YOUR ASSIGNMENT -
A single figure is wanted: the count of lines below containing the string "Debug".
=== INPUT MATERIAL ===
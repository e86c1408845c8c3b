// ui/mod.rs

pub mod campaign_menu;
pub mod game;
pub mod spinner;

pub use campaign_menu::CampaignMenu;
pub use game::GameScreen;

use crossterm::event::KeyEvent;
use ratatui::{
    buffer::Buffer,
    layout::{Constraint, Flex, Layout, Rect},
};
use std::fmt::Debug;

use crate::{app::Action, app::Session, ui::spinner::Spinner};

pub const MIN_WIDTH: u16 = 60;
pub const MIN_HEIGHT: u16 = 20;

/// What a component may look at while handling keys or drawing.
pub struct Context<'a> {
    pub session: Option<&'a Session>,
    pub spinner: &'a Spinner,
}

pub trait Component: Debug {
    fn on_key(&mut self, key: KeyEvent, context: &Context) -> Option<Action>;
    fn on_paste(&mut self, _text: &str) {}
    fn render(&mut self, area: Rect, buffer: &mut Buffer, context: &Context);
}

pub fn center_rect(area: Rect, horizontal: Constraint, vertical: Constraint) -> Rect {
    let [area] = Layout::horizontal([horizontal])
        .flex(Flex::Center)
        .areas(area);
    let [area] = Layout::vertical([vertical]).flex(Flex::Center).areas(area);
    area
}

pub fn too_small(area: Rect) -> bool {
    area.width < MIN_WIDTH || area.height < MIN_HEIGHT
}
===
ANSWER FOR THE TASK -
2